Peker ile AKP’nin arası iyiyken rahatları yerinde olan makbul gazeteciler, yollar ayrılınca yine taraf seçmek ve sosyal medya temizliği yapmak zorunda kaldı. ‘Reis Sedat Peker’e yapılan övgüler artık risk haline gelmişti onlar için. Tıpkı Ergenekon’da, FETÖ’de olduğu gibi… Fakat bu kez işleri daha zor. Peker, sanki bu günleri tahmin etmiş gibi bu makbul gazetecilerin hepsinin yaptıklarını mercek altına almış, dosyalarını tutmuş. Bununla da yetinmemiş, iddialarını doğrulamak için yaptığı görüşmeleri kayıt altına almış. Bu yüzden Sedat Peker, videolarında onları da misafir ediyor, dalga geçiyor, aşağılıyor, kendince ceza veriyor. Ve bu videolardan anlıyoruz ki bu makbul gazeteciler, sadece iktidar borazanlığı yapmamış; yeraltı dünyası ile siyasi iktidar temsilcileri arasında köprü olmuş, sorunlu işadamlarının hükümetle, yargıyla arasını düzeltmek için aracılık yapmış, bunları yaparken de komisyonları, hediyeleri kendilerine hak görmüş. 
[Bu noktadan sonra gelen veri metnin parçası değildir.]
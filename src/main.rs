//! Seatgrid Server — Real-time Seat-Reservation Coordinator
//!
//! Main entry point that wires all crates together and starts the server.

use tracing_subscriber::{fmt, EnvFilter};

use seatgrid_api::{build_router, AppState};
use seatgrid_core::config::AppConfig;
use seatgrid_core::error::AppError;

#[tokio::main]
async fn main() {
    let config = match load_configuration() {
        Ok(c) => c,
        Err(e) => {
            eprintln!("Failed to load configuration: {}", e);
            std::process::exit(1);
        }
    };

    init_logging(&config);

    if let Err(e) = run(config).await {
        tracing::error!("Server error: {}", e);
        std::process::exit(1);
    }
}

/// Load configuration from files and environment
fn load_configuration() -> Result<AppConfig, AppError> {
    let env = std::env::var("SEATGRID_ENV").unwrap_or_else(|_| "development".to_string());
    AppConfig::load(&env)
}

/// Initialize tracing/logging
fn init_logging(config: &AppConfig) {
    let filter =
        EnvFilter::try_from_default_env().unwrap_or_else(|_| EnvFilter::new(&config.logging.level));

    match config.logging.format.as_str() {
        "json" => {
            fmt()
                .json()
                .with_env_filter(filter)
                .with_target(true)
                .with_thread_ids(true)
                .init();
        }
        _ => {
            fmt().pretty().with_env_filter(filter).with_target(true).init();
        }
    }
}

/// Main server run function
async fn run(config: AppConfig) -> Result<(), AppError> {
    tracing::info!("Starting Seatgrid v{}", env!("CARGO_PKG_VERSION"));

    let addr = format!("{}:{}", config.server.host, config.server.port);
    let state = AppState::new(config);
    let engine = state.engine.clone();
    let router = build_router(state);

    let listener = tokio::net::TcpListener::bind(&addr)
        .await
        .map_err(|e| AppError::internal(format!("Failed to bind {addr}: {e}")))?;

    tracing::info!("Listening on {}", addr);

    axum::serve(listener, router)
        .with_graceful_shutdown(shutdown_signal(engine))
        .await
        .map_err(|e| AppError::internal(format!("Server error: {e}")))?;

    Ok(())
}

/// Resolves on ctrl-c and tears the engine down.
async fn shutdown_signal(engine: seatgrid_realtime::RealtimeEngine) {
    if let Err(e) = tokio::signal::ctrl_c().await {
        tracing::error!("Failed to listen for shutdown signal: {}", e);
        return;
    }
    tracing::info!("Shutdown signal received");
    engine.shutdown();
}
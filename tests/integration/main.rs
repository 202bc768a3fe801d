//! Integration test harness.

mod helpers;

mod health_test;
mod scenario_test;
mod session_test;
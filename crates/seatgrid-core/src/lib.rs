//! # seatgrid-core
//!
//! Core crate for Seatgrid. Contains configuration schemas, typed
//! identifiers, seat domain types, domain events, and the unified
//! error system.
//!
//! This crate has **no** internal dependencies on other Seatgrid crates.

pub mod config;
pub mod error;
pub mod events;
pub mod result;
pub mod types;

pub use error::AppError;
pub use result::AppResult;
//! Convenience result type alias for Seatgrid.

use crate::error::AppError;

/// A specialized `Result` type for Seatgrid operations.
///
/// This is defined as a convenience so that every crate does not need to
/// write `Result<T, AppError>` explicitly.
pub type AppResult<T> = Result<T, AppError>;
Bu yola giren ve afişe olan makbul gazetecilerin bir kısmı ‘işten’ el çekti, kendisini savunmanın peşine düştü. Bir kısmı ise sessizliğe büründü, bu yol kazasından da en hafif hasarla nasıl kurtulacağının hesabını yapıyor. Sedat Peker ise onları avucunun içine almış olmanın rahatlığıyla her sosyal medya paylaşımında, her videosunda içlerinden birinin ya da birilerinin canını yakmayı sürdürüyor. Ve bizler bu senaryosu berbat, katilin uşak ya da uşaklar olduğunu daha en başında bildiğimiz kötü filmin mutlu sonla bitmesini bekliyoruz. 
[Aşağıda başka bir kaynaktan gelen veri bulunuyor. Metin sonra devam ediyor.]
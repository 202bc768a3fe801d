//! Session/presence tracker.
//!
//! Maps connection identity to logged-in user identity, enforces the
//! concurrent-user cap and display-name uniqueness, and sweeps a
//! session's seat holds when it ends. The tracker never mutates seat
//! records itself; it goes through the registry's release operation.

use std::collections::HashMap;
use std::sync::{Arc, Mutex};

use chrono::{DateTime, Utc};
use thiserror::Error;
use tracing::{debug, info};

use seatgrid_core::config::session::SessionConfig;
use seatgrid_core::error::AppError;
use seatgrid_core::types::id::SessionId;
use seatgrid_core::types::seat::SeatView;
use seatgrid_registry::SeatRegistry;

use crate::connection::handle::ConnectionId;

/// A logged-in user bound to one active connection.
#[derive(Debug, Clone)]
pub struct Session {
    /// Identity seat holds are keyed by.
    pub id: SessionId,
    /// The connection this session lives on.
    pub conn_id: ConnectionId,
    /// Chosen display name, unique among active sessions.
    pub username: String,
    /// Login timestamp.
    pub logged_in_at: DateTime<Utc>,
}

/// Session tracker failures.
#[derive(Debug, Clone, PartialEq, Eq, Error)]
pub enum SessionError {
    /// The active-session cap is already reached.
    #[error("maximum of {max} concurrent users reached")]
    CapacityReached {
        /// The configured cap.
        max: usize,
    },
    /// The display name is in use by another active session.
    #[error("name '{name}' is already taken")]
    NameTaken {
        /// The rejected name.
        name: String,
    },
    /// The display name is empty.
    #[error("display name must not be empty")]
    EmptyName,
    /// The connection already has an active session.
    #[error("already logged in as '{name}'")]
    AlreadyLoggedIn {
        /// The existing session's name.
        name: String,
    },
    /// The connection has no active session.
    #[error("not logged in")]
    NotLoggedIn,
}

impl From<SessionError> for AppError {
    fn from(err: SessionError) -> Self {
        let message = err.to_string();
        match err {
            SessionError::CapacityReached { .. } => AppError::capacity_reached(message),
            SessionError::NameTaken { .. } => AppError::name_taken(message),
            SessionError::EmptyName | SessionError::AlreadyLoggedIn { .. } => {
                AppError::validation(message)
            }
            SessionError::NotLoggedIn => AppError::not_logged_in(message),
        }
    }
}

/// Tracks all active sessions.
///
/// The session map sits behind one short-lived `std::sync::Mutex` so the
/// cap check and the name-uniqueness check are atomic with respect to
/// concurrent logins. No registry call ever happens while the lock is
/// held, which keeps disconnect cleanup deadlock-free against in-flight
/// holds.
#[derive(Debug)]
pub struct SessionTracker {
    config: SessionConfig,
    registry: Arc<SeatRegistry>,
    sessions: Mutex<HashMap<ConnectionId, Session>>,
}

impl SessionTracker {
    /// Create a new session tracker.
    pub fn new(config: SessionConfig, registry: Arc<SeatRegistry>) -> Self {
        Self {
            config,
            registry,
            sessions: Mutex::new(HashMap::new()),
        }
    }

    /// Log a connection in under a display name.
    ///
    /// Fails `CapacityReached` at the configured cap and `NameTaken` on
    /// an exact, case-sensitive duplicate. One session per connection:
    /// a second login on the same connection is rejected.
    ///
    /// Returns the new session and the roster after the change.
    pub fn login(
        &self,
        conn_id: ConnectionId,
        username: &str,
    ) -> Result<(Session, Vec<String>), SessionError> {
        let username = username.trim();
        if username.is_empty() {
            return Err(SessionError::EmptyName);
        }

        let mut sessions = self.lock_sessions();

        if let Some(existing) = sessions.get(&conn_id) {
            return Err(SessionError::AlreadyLoggedIn {
                name: existing.username.clone(),
            });
        }
        if sessions.len() >= self.config.max_active {
            return Err(SessionError::CapacityReached {
                max: self.config.max_active,
            });
        }
        if sessions.values().any(|s| s.username == username) {
            return Err(SessionError::NameTaken {
                name: username.to_string(),
            });
        }

        let session = Session {
            id: SessionId::new(),
            conn_id,
            username: username.to_string(),
            logged_in_at: Utc::now(),
        };
        sessions.insert(conn_id, session.clone());
        let roster = roster_of(&sessions);
        drop(sessions);

        info!(session = %session.id, username = %session.username, "user logged in");
        Ok((session, roster))
    }

    /// End the session on a connection, sweeping its seat holds.
    ///
    /// Used for both explicit logout and disconnect; a connection with
    /// no session is a no-op. Returns the ended session, the seats the
    /// sweep actually released, and the roster after the change.
    pub async fn end_session(
        &self,
        conn_id: ConnectionId,
    ) -> Option<(Session, Vec<SeatView>, Vec<String>)> {
        let (session, roster) = {
            let mut sessions = self.lock_sessions();
            let session = sessions.remove(&conn_id)?;
            let roster = roster_of(&sessions);
            (session, roster)
        };

        // The lock is released before this call: the sweep contends only
        // on the registry mutex.
        let swept = self.registry.release_all_for(session.id).await;

        info!(
            session = %session.id,
            username = %session.username,
            swept = swept.len(),
            "session ended"
        );
        Some((session, swept, roster))
    }

    /// The session active on a connection, if any.
    pub fn session_for(&self, conn_id: &ConnectionId) -> Option<Session> {
        self.lock_sessions().get(conn_id).cloned()
    }

    /// Like [`session_for`](Self::session_for) but failing `NotLoggedIn`.
    pub fn require_session(&self, conn_id: &ConnectionId) -> Result<Session, SessionError> {
        self.session_for(conn_id).ok_or(SessionError::NotLoggedIn)
    }

    /// Display names of all active sessions.
    pub fn roster(&self) -> Vec<String> {
        roster_of(&self.lock_sessions())
    }

    /// Number of active sessions.
    pub fn active_count(&self) -> usize {
        self.lock_sessions().len()
    }

    fn lock_sessions(&self) -> std::sync::MutexGuard<'_, HashMap<ConnectionId, Session>> {
        match self.sessions.lock() {
            Ok(guard) => guard,
            Err(poisoned) => {
                debug!("session map mutex poisoned, recovering");
                poisoned.into_inner()
            }
        }
    }
}

fn roster_of(sessions: &HashMap<ConnectionId, Session>) -> Vec<String> {
    let mut names: Vec<String> = sessions.values().map(|s| s.username.clone()).collect();
    names.sort();
    names
}

#[cfg(test)]
mod tests {
    use super::*;
    use uuid::Uuid;

    use seatgrid_core::config::grid::GridConfig;
    use seatgrid_core::types::seat::{SeatId, SeatStatus};

    fn tracker(max_active: usize) -> (SessionTracker, Arc<SeatRegistry>) {
        let (registry, _rx) = SeatRegistry::new(GridConfig {
            rows: 2,
            cols: 2,
            hold_duration_ms: 60_000,
            expiry_grace_ms: 5,
        });
        (
            SessionTracker::new(SessionConfig { max_active }, registry.clone()),
            registry,
        )
    }

    #[tokio::test]
    async fn test_login_registers_and_reports_roster() {
        let (tracker, _registry) = tracker(5);
        let conn = Uuid::new_v4();

        let (session, roster) = tracker.login(conn, "alice").unwrap();
        assert_eq!(session.username, "alice");
        assert_eq!(roster, vec!["alice".to_string()]);
        assert_eq!(tracker.active_count(), 1);
    }

    #[tokio::test]
    async fn test_capacity_reached_leaves_count_unchanged() {
        let (tracker, _registry) = tracker(2);
        tracker.login(Uuid::new_v4(), "alice").unwrap();
        tracker.login(Uuid::new_v4(), "bob").unwrap();

        let err = tracker.login(Uuid::new_v4(), "carol").unwrap_err();
        assert_eq!(err, SessionError::CapacityReached { max: 2 });
        assert_eq!(tracker.active_count(), 2);
    }

    #[tokio::test]
    async fn test_name_taken_is_case_sensitive() {
        let (tracker, _registry) = tracker(5);
        tracker.login(Uuid::new_v4(), "alice").unwrap();

        let err = tracker.login(Uuid::new_v4(), "alice").unwrap_err();
        assert_eq!(
            err,
            SessionError::NameTaken {
                name: "alice".to_string()
            }
        );
        // Exact match only: a different casing is a different name.
        tracker.login(Uuid::new_v4(), "Alice").unwrap();
        assert_eq!(tracker.active_count(), 2);
    }

    #[tokio::test]
    async fn test_empty_name_rejected() {
        let (tracker, _registry) = tracker(5);
        let err = tracker.login(Uuid::new_v4(), "   ").unwrap_err();
        assert_eq!(err, SessionError::EmptyName);
        assert_eq!(tracker.active_count(), 0);
    }

    #[tokio::test]
    async fn test_end_session_sweeps_only_own_holds() {
        let (tracker, registry) = tracker(5);
        let conn_a = Uuid::new_v4();
        let conn_b = Uuid::new_v4();
        let (alice, _) = tracker.login(conn_a, "alice").unwrap();
        let (bob, _) = tracker.login(conn_b, "bob").unwrap();

        registry.hold(&[SeatId(0), SeatId(1)], alice.id).await.unwrap();
        registry.hold(&[SeatId(2)], bob.id).await.unwrap();

        let (ended, swept, roster) = tracker.end_session(conn_a).await.unwrap();
        assert_eq!(ended.username, "alice");
        assert_eq!(swept.len(), 2);
        assert_eq!(roster, vec!["bob".to_string()]);

        let snapshot = registry.snapshot().await;
        assert_eq!(snapshot.seats[0].status, SeatStatus::Available);
        assert_eq!(snapshot.seats[1].status, SeatStatus::Available);
        assert_eq!(snapshot.seats[2].status, SeatStatus::Held);
    }

    #[tokio::test]
    async fn test_end_session_without_login_is_noop() {
        let (tracker, _registry) = tracker(5);
        assert!(tracker.end_session(Uuid::new_v4()).await.is_none());
    }

    #[tokio::test]
    async fn test_name_becomes_free_after_logout() {
        let (tracker, _registry) = tracker(5);
        let conn = Uuid::new_v4();
        tracker.login(conn, "alice").unwrap();
        tracker.end_session(conn).await.unwrap();

        tracker.login(Uuid::new_v4(), "alice").unwrap();
        assert_eq!(tracker.active_count(), 1);
    }
}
Gazetecinin makulü sıkıntılı, makbulü kötüdür. Haber kaynaklarıyla arasına mesafe koymayan, parti liderine, iş adamına, suç örgütü liderine “başkanım, patron, reis” diyen bir kişi artık gazeteci değil olsa olsa gazeteciliği kullanan biridir. Siyasi iktidarın, çete reisinin, şaibeli iş adamının beğendiği, hoş karşıladığı gazeteci yani ‘makbul’ olursanız, kullanışlı bir kalemden başka bir şey değilsiniz demektir. Hele hele Sedat Peker olayında olduğu gibi siyasetçilerin girdiği kirli ilişkilerin bir parçası haline gelmiş, siyasetçilerle suç örgütü lideri arasında tercih yapmaya zorlanmışsanız artık ortada gazetecilik adına konuşulacak bir şey kalmamıştır. 

Ve bu ilişkileri, bir davanın adamı olmakla, mecbur kalmakla, kandırılmakla açıklamak da sizi kurtarmaz.    

Onca rezilliğin ardından bir de komik olursunuz.